Мария едва не подскочила, услышав это, по крайней мере, необычное признание. Оно глубоко ранило душу итальянки, воспитанной в строгости нравов, в стране, где с супружеской изменой не шутили. Но потом она показала, что может приспособиться к парижским нравам. А тогда неожиданное признание Генриха стало для нее ударом, и ей пришлось сделать над собой неимоверное усилие, чтобы скрыть гнев и унижение. Генриетта же, напротив, явно чувствовала себя в своей тарелке и обошлась с государыней очень фамильярно. В последовавшие за этими дни отношения между двумя женщинами стали развиваться в обстановке довольно удивительной сердечности. Тот факт, что обе они были беременны от одного мужчины, казалось, сблизил их и сделал в некотором роде союзницами. Но это было только внешней оболочкой: чтобы понравиться мужу, Мария делала хорошую мину при плохой игре, но, когда она оставалась наедине со своей наперсницей Леонорой Галигай, она не стеснялась осыпать проклятьями «путану», как она называла Генриетту. Что же касается Генриха, то, видя, что «обе его жены» вроде бы нашли общий язык, он почувствовал себя счастливым и решил, что может завести себе еще и третью! И не преминул это сделать, даже в присутствии двух других. Если барометр его семейной жизни и стоял на отметке «ясно», то в этом была заслуга Галигай. Как законченная приспособленка, молочная сестра королевы из честолюбивых побуждений предложила союз «королеве сердца». Она хотела, чтобы та походатайствовала перед королем о том, чтобы ей с Кончини было разрешено остаться жить во Франции. А в обмен пообещала фаворитке, что уговорит Марию принять все как есть. Странный договор между двумя этими гадюками, которые возвели хитрость и ложь в культ.

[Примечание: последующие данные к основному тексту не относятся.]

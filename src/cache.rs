use std::num::NonZeroUsize;

use lru::LruCache;
use sha2::{Digest, Sha256};

use crate::analysis::PitchAnalyzer;
use crate::models::{AnalysisReport, ScoringPolicy};

/// Memoizes reports by content hash in front of a [`PitchAnalyzer`].
///
/// Analysis is deterministic, so a cached report is identical to a fresh one.
pub struct AnalysisCache {
    analyzer: PitchAnalyzer,
    reports: LruCache<String, AnalysisReport>,
    hits: u64,
    misses: u64,
}

impl AnalysisCache {
    pub fn new(analyzer: PitchAnalyzer, capacity: usize) -> Self {
        Self {
            analyzer,
            reports: LruCache::new(NonZeroUsize::new(capacity).unwrap_or(NonZeroUsize::MIN)),
            hits: 0,
            misses: 0,
        }
    }

    pub fn analyze(&mut self, text: &str, policy: ScoringPolicy) -> AnalysisReport {
        let key = cache_key(text, policy);

        if let Some(report) = self.reports.get(&key) {
            self.hits += 1;
            tracing::debug!("Cache hit for {}", &key[..12]);
            return report.clone();
        }

        self.misses += 1;
        let report = self.analyzer.analyze(text, policy);
        self.reports.put(key, report.clone());
        report
    }

    pub fn analyzer(&self) -> &PitchAnalyzer {
        &self.analyzer
    }

    pub fn len(&self) -> usize {
        self.reports.len()
    }

    pub fn is_empty(&self) -> bool {
        self.reports.is_empty()
    }

    /// `(hits, misses)` since creation.
    pub fn stats(&self) -> (u64, u64) {
        (self.hits, self.misses)
    }

    pub fn clear(&mut self) {
        self.reports.clear();
    }
}

/// SHA-256 hex digest of the policy name and text.
pub fn cache_key(text: &str, policy: ScoringPolicy) -> String {
    let mut hasher = Sha256::new();
    hasher.update(policy.as_str().as_bytes());
    hasher.update([0u8]);
    hasher.update(text.as_bytes());
    format!("{:x}", hasher.finalize())
}

#[cfg(test)]
mod tests {
    use super::*;
    use std::sync::Arc;

    use crate::config::AnalyzerConfig;
    use crate::lexicon::Lexicon;
    use crate::models::Rubric;

    const PITCH: &str = "Our team solves a painful problem. We raised $2M in funding from top VCs.";

    fn cache(capacity: usize) -> AnalysisCache {
        let analyzer = PitchAnalyzer::with_lexicon(
            &Rubric::embedded().unwrap(),
            AnalyzerConfig::default(),
            Arc::new(Lexicon::embedded()),
        )
        .unwrap();
        AnalysisCache::new(analyzer, capacity)
    }

    #[test]
    fn test_cache_key_is_stable_hex() {
        let key = cache_key("pitch", ScoringPolicy::Basic);
        assert_eq!(key.len(), 64);
        assert!(key.chars().all(|c| c.is_ascii_hexdigit()));
        assert_eq!(key, cache_key("pitch", ScoringPolicy::Basic));
        assert_ne!(key, cache_key("pitch", ScoringPolicy::Structural));
        assert_ne!(key, cache_key("pitch.", ScoringPolicy::Basic));
    }

    #[test]
    fn test_cached_report_matches_fresh_report() {
        let mut cache = cache(4);
        let fresh = cache.analyzer().comprehensive(PITCH);
        let first = cache.analyze(PITCH, ScoringPolicy::Structural);
        let second = cache.analyze(PITCH, ScoringPolicy::Structural);

        assert_eq!(first, fresh);
        assert_eq!(second, fresh);
        assert_eq!(cache.stats(), (1, 1));
        assert_eq!(cache.len(), 1);
    }

    #[test]
    fn test_policies_are_cached_separately() {
        let mut cache = cache(4);
        let basic = cache.analyze(PITCH, ScoringPolicy::Basic);
        let structural = cache.analyze(PITCH, ScoringPolicy::Structural);
        assert_eq!(basic.policy, ScoringPolicy::Basic);
        assert_eq!(structural.policy, ScoringPolicy::Structural);
        assert_eq!(cache.len(), 2);
        assert_eq!(cache.stats(), (0, 2));
    }

    #[test]
    fn test_capacity_evicts_least_recently_used() {
        let mut cache = cache(1);
        cache.analyze("first pitch", ScoringPolicy::Basic);
        cache.analyze("second pitch", ScoringPolicy::Basic);
        cache.analyze("first pitch", ScoringPolicy::Basic);
        assert_eq!(cache.len(), 1);
        assert_eq!(cache.stats(), (0, 3));

        cache.clear();
        assert!(cache.is_empty());
    }

    #[test]
    fn test_zero_capacity_still_caches_one() {
        let mut cache = cache(0);
        cache.analyze(PITCH, ScoringPolicy::Basic);
        cache.analyze(PITCH, ScoringPolicy::Basic);
        assert_eq!(cache.stats(), (1, 1));
    }
}
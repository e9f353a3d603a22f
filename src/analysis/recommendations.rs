use crate::analysis::grading::ScoreComponents;
use crate::models::{FinancialMetrics, RecommendationMessages};

pub const MAX_RECOMMENDATIONS: usize = 5;
pub const SECTION_COVERAGE_THRESHOLD: f64 = 70.0;
pub const READABILITY_THRESHOLD: f64 = 60.0;
pub const SENTIMENT_THRESHOLD: f64 = 60.0;

/// Threshold rules evaluated in a fixed order.
pub struct RecommendationGenerator {
    messages: RecommendationMessages,
}

impl RecommendationGenerator {
    pub fn new(messages: RecommendationMessages) -> Self {
        Self { messages }
    }

    pub fn generate(&self, components: &ScoreComponents, financial: &FinancialMetrics) -> Vec<String> {
        let rules = [
            (
                components.section_coverage < SECTION_COVERAGE_THRESHOLD,
                &self.messages.section_coverage,
            ),
            (!financial.any_found(), &self.messages.financial_metrics),
            (
                components.readability < READABILITY_THRESHOLD,
                &self.messages.readability,
            ),
            (
                components.sentiment < SENTIMENT_THRESHOLD,
                &self.messages.sentiment,
            ),
        ];

        rules
            .into_iter()
            .filter(|(triggered, _)| *triggered)
            .map(|(_, message)| message.clone())
            .take(MAX_RECOMMENDATIONS)
            .collect()
    }
}
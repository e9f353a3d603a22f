use crate::error::{Error, Result};
use std::env;
use std::path::PathBuf;

pub const DEFAULT_MIN_TEXT_LENGTH: usize = 50;
pub const DEFAULT_MAX_TEXT_LENGTH: usize = 1_000_000;
pub const DEFAULT_MAX_KEYWORDS: usize = 15;
pub const DEFAULT_CACHE_CAPACITY: usize = 100;

#[derive(Debug, Clone)]
pub struct Config {
    pub rubric_path: Option<PathBuf>,
    pub lexicon_dir: Option<PathBuf>,
    pub min_text_length: usize,
    pub max_text_length: usize,
    pub max_keywords: usize,
    pub cache_capacity: usize,
}

impl Default for Config {
    fn default() -> Self {
        Self {
            rubric_path: None,
            lexicon_dir: None,
            min_text_length: DEFAULT_MIN_TEXT_LENGTH,
            max_text_length: DEFAULT_MAX_TEXT_LENGTH,
            max_keywords: DEFAULT_MAX_KEYWORDS,
            cache_capacity: DEFAULT_CACHE_CAPACITY,
        }
    }
}

impl Config {
    pub fn from_env() -> Result<Self> {
        let rubric_path = env::var("PITCHGRADE_RUBRIC_PATH").ok().map(PathBuf::from);

        let lexicon_dir = env::var("PITCHGRADE_LEXICON_DIR").ok().map(PathBuf::from);

        let min_text_length = env::var("PITCHGRADE_MIN_TEXT_LENGTH")
            .ok()
            .and_then(|v| v.parse().ok())
            .unwrap_or(DEFAULT_MIN_TEXT_LENGTH);

        let max_text_length = env::var("PITCHGRADE_MAX_TEXT_LENGTH")
            .ok()
            .and_then(|v| v.parse().ok())
            .unwrap_or(DEFAULT_MAX_TEXT_LENGTH);

        let max_keywords = env::var("PITCHGRADE_MAX_KEYWORDS")
            .ok()
            .and_then(|v| v.parse().ok())
            .unwrap_or(DEFAULT_MAX_KEYWORDS);

        let cache_capacity = env::var("PITCHGRADE_CACHE_CAPACITY")
            .ok()
            .and_then(|v| v.parse().ok())
            .unwrap_or(DEFAULT_CACHE_CAPACITY);

        let config = Self {
            rubric_path,
            lexicon_dir,
            min_text_length,
            max_text_length,
            max_keywords,
            cache_capacity,
        };
        config.validate()?;
        Ok(config)
    }

    pub fn validate(&self) -> Result<()> {
        if self.min_text_length == 0 {
            return Err(Error::Config(
                "minimum text length must be greater than zero".to_string(),
            ));
        }
        if self.max_text_length <= self.min_text_length {
            return Err(Error::Config(format!(
                "maximum text length ({}) must exceed minimum ({})",
                self.max_text_length, self.min_text_length
            )));
        }
        if self.max_keywords == 0 {
            return Err(Error::Config(
                "keyword limit must be greater than zero".to_string(),
            ));
        }
        Ok(())
    }
}

/// The subset of [`Config`] that affects analysis output.
#[derive(Debug, Clone)]
pub struct AnalyzerConfig {
    pub max_keywords: usize,
}

impl Default for AnalyzerConfig {
    fn default() -> Self {
        Self {
            max_keywords: DEFAULT_MAX_KEYWORDS,
        }
    }
}

impl From<&Config> for AnalyzerConfig {
    fn from(config: &Config) -> Self {
        Self {
            max_keywords: config.max_keywords,
        }
    }
}

#[cfg(test)]
mod tests {
    use super::*;

    #[test]
    fn test_default_config_is_valid() {
        let config = Config::default();
        assert!(config.validate().is_ok());
        assert_eq!(config.min_text_length, 50);
        assert_eq!(config.max_keywords, 15);
    }

    #[test]
    fn test_rejects_inverted_length_bounds() {
        let config = Config {
            min_text_length: 500,
            max_text_length: 100,
            ..Config::default()
        };
        assert!(matches!(config.validate(), Err(Error::Config(_))));
    }

    #[test]
    fn test_rejects_zero_keyword_limit() {
        let config = Config {
            max_keywords: 0,
            ..Config::default()
        };
        assert!(config.validate().is_err());
    }

    #[test]
    fn test_analyzer_config_from_config() {
        let config = Config {
            max_keywords: 7,
            ..Config::default()
        };
        assert_eq!(AnalyzerConfig::from(&config).max_keywords, 7);
    }
}
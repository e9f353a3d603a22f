use regex::{Regex, RegexBuilder};

use crate::analysis::text::round_to;
use crate::error::Result;
use crate::models::{SectionCriterion, SectionScoreRecord};

/// Confidence contributed by each keyword occurrence.
pub const OCCURRENCE_WEIGHT: f64 = 0.2;
pub const MAX_CONFIDENCE: f64 = 1.0;

#[derive(Debug, Clone, PartialEq)]
pub struct SectionCoverage {
    /// Mean confidence scaled to 0-10, one decimal.
    pub score: f64,
    pub strengths: Vec<String>,
    pub weaknesses: Vec<String>,
    pub tips: Vec<String>,
    pub section_scores: SectionScoreRecord,
    /// Per-criterion confidence in rubric order; zero for missing sections.
    pub confidences: Vec<f64>,
}

impl SectionCoverage {
    /// Share of criteria found, ignoring confidence.
    pub fn found_ratio(&self) -> f64 {
        if self.section_scores.is_empty() {
            return 0.0;
        }
        self.section_scores.found_count() as f64 / self.section_scores.len() as f64
    }
}

struct KeywordMatcher {
    phrase: String,
    multi_word: bool,
    pattern: Regex,
}

impl KeywordMatcher {
    fn new(keyword: &str) -> Result<Self> {
        let phrase = keyword.trim().to_lowercase();
        let pattern = RegexBuilder::new(&format!(r"\b{}\b", regex::escape(&phrase)))
            .case_insensitive(true)
            .build()?;
        Ok(Self {
            multi_word: phrase.split_whitespace().count() > 1,
            phrase,
            pattern,
        })
    }

    fn is_present(&self, text: &str, lowered: &str) -> bool {
        if self.multi_word {
            lowered.contains(&self.phrase)
        } else {
            self.pattern.is_match(text)
        }
    }

    fn occurrences(&self, text: &str) -> usize {
        self.pattern.find_iter(text).count()
    }
}

struct CompiledCriterion {
    name: String,
    tip: String,
    keywords: Vec<KeywordMatcher>,
}

pub struct SectionCoverageAnalyzer {
    criteria: Vec<CompiledCriterion>,
}

impl SectionCoverageAnalyzer {
    pub fn new(sections: &[SectionCriterion]) -> Result<Self> {
        let criteria = sections
            .iter()
            .map(|section| -> Result<CompiledCriterion> {
                let keywords = section
                    .keywords
                    .iter()
                    .filter(|k| !k.trim().is_empty())
                    .map(|k| KeywordMatcher::new(k))
                    .collect::<Result<Vec<_>>>()?;
                Ok(CompiledCriterion {
                    name: section.name.clone(),
                    tip: section.tip.clone(),
                    keywords,
                })
            })
            .collect::<Result<Vec<_>>>()?;

        Ok(Self { criteria })
    }

    pub fn criteria_count(&self) -> usize {
        self.criteria.len()
    }

    pub fn analyze(&self, text: &str) -> SectionCoverage {
        let lowered = text.to_lowercase();
        let mut coverage = SectionCoverage {
            score: 0.0,
            strengths: Vec::new(),
            weaknesses: Vec::new(),
            tips: Vec::new(),
            section_scores: SectionScoreRecord::new(),
            confidences: Vec::with_capacity(self.criteria.len()),
        };

        let mut points = 0.0;
        for criterion in &self.criteria {
            let (found, confidence) = self.score_criterion(criterion, text, &lowered);

            coverage.section_scores.push(criterion.name.clone(), found);
            coverage.confidences.push(confidence);

            if found {
                points += confidence;
                coverage.strengths.push(criterion.name.clone());
            } else {
                coverage.weaknesses.push(criterion.name.clone());
                coverage.tips.push(criterion.tip.clone());
            }
        }

        if !self.criteria.is_empty() {
            coverage.score = round_to(points / self.criteria.len() as f64 * 10.0, 1);
        }

        tracing::debug!(
            "Section coverage {}/10 ({} of {} sections found)",
            coverage.score,
            coverage.strengths.len(),
            self.criteria.len()
        );

        coverage
    }

    fn score_criterion(&self, criterion: &CompiledCriterion, text: &str, lowered: &str) -> (bool, f64) {
        let mut found = false;
        let mut confidence: f64 = 0.0;

        for keyword in &criterion.keywords {
            if keyword.is_present(text, lowered) {
                found = true;
                confidence += keyword.occurrences(text) as f64 * OCCURRENCE_WEIGHT;
            }
        }

        if !found {
            return (false, 0.0);
        }
        (true, confidence.min(MAX_CONFIDENCE))
    }
}
//! Intensity modifiers used by the sentiment scorer.

/// Scalar added to a sentiment-bearing word that follows a booster.
pub const BOOST_INCREMENT: f64 = 0.293;

const INCREMENTS: &[&str] = &[
    "absolutely", "amazingly", "awfully", "completely", "considerably", "decidedly",
    "deeply", "enormously", "entirely", "especially", "exceptionally", "extremely",
    "fabulously", "fully", "greatly", "highly", "hugely", "incredibly", "intensely",
    "majorly", "more", "most", "particularly", "purely", "quite", "really",
    "remarkably", "so", "substantially", "thoroughly", "totally", "tremendously",
    "unbelievably", "unusually", "utterly", "very",
];

const DECREMENTS: &[&str] = &[
    "almost", "barely", "hardly", "less", "little", "marginally", "occasionally",
    "partly", "scarcely", "slightly", "somewhat",
];

const NEGATIONS: &[&str] = &[
    "aint", "arent", "cannot", "cant", "couldnt", "darent", "didnt", "doesnt", "dont",
    "hadnt", "hasnt", "havent", "isnt", "mightnt", "mustnt", "neither", "neednt",
    "never", "none", "nope", "nor", "not", "nothing", "nowhere", "oughtnt", "shant",
    "shouldnt", "wasnt", "werent", "without", "wont", "wouldnt", "rarely", "seldom",
    "despite",
];

/// Booster scalar for `word` (already lowercased), if it is an intensifier.
pub fn booster_scalar(word: &str) -> Option<f64> {
    if INCREMENTS.contains(&word) {
        Some(BOOST_INCREMENT)
    } else if DECREMENTS.contains(&word) {
        Some(-BOOST_INCREMENT)
    } else {
        None
    }
}

pub fn is_negation(word: &str) -> bool {
    let lower = word.to_lowercase();
    if lower.contains("n't") {
        return true;
    }
    NEGATIONS.contains(&lower.replace('\'', "").as_str())
}

#[cfg(test)]
mod tests {
    use super::*;

    #[test]
    fn test_booster_scalar() {
        assert_eq!(booster_scalar("very"), Some(BOOST_INCREMENT));
        assert_eq!(booster_scalar("slightly"), Some(-BOOST_INCREMENT));
        assert_eq!(booster_scalar("market"), None);
    }

    #[test]
    fn test_negation_forms() {
        assert!(is_negation("not"));
        assert!(is_negation("don't"));
        assert!(is_negation("Isn't"));
        assert!(is_negation("never"));
        assert!(!is_negation("now"));
    }
}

Видя, что между женой и любовницей установилась гармония, Вечный повеса решил, что ему дозволено все, и поселил фаворитку в Лувре, в апартаментах, которые почти примыкали к покоям королевы. Но тут он зашел слишком далеко, и Мария не смогла удержаться от того, чтобы не высказать ему свое раздражение. Обстановку разрядили два счастливых события: 27 сентября 1601 года королева Франции родила будущего Людовика XIII, а 4 ноября «королева сердца» также произвела на свет сына, которому достался скромный титул графа де Верней и которого Мария менее официально назвала «сыном путаны». Зато Генрих очень обрадовался и возгордился мальчуганом, даже посчитал его «более красивым, чем сын королевы»! Значит, дети греха одарены более других?..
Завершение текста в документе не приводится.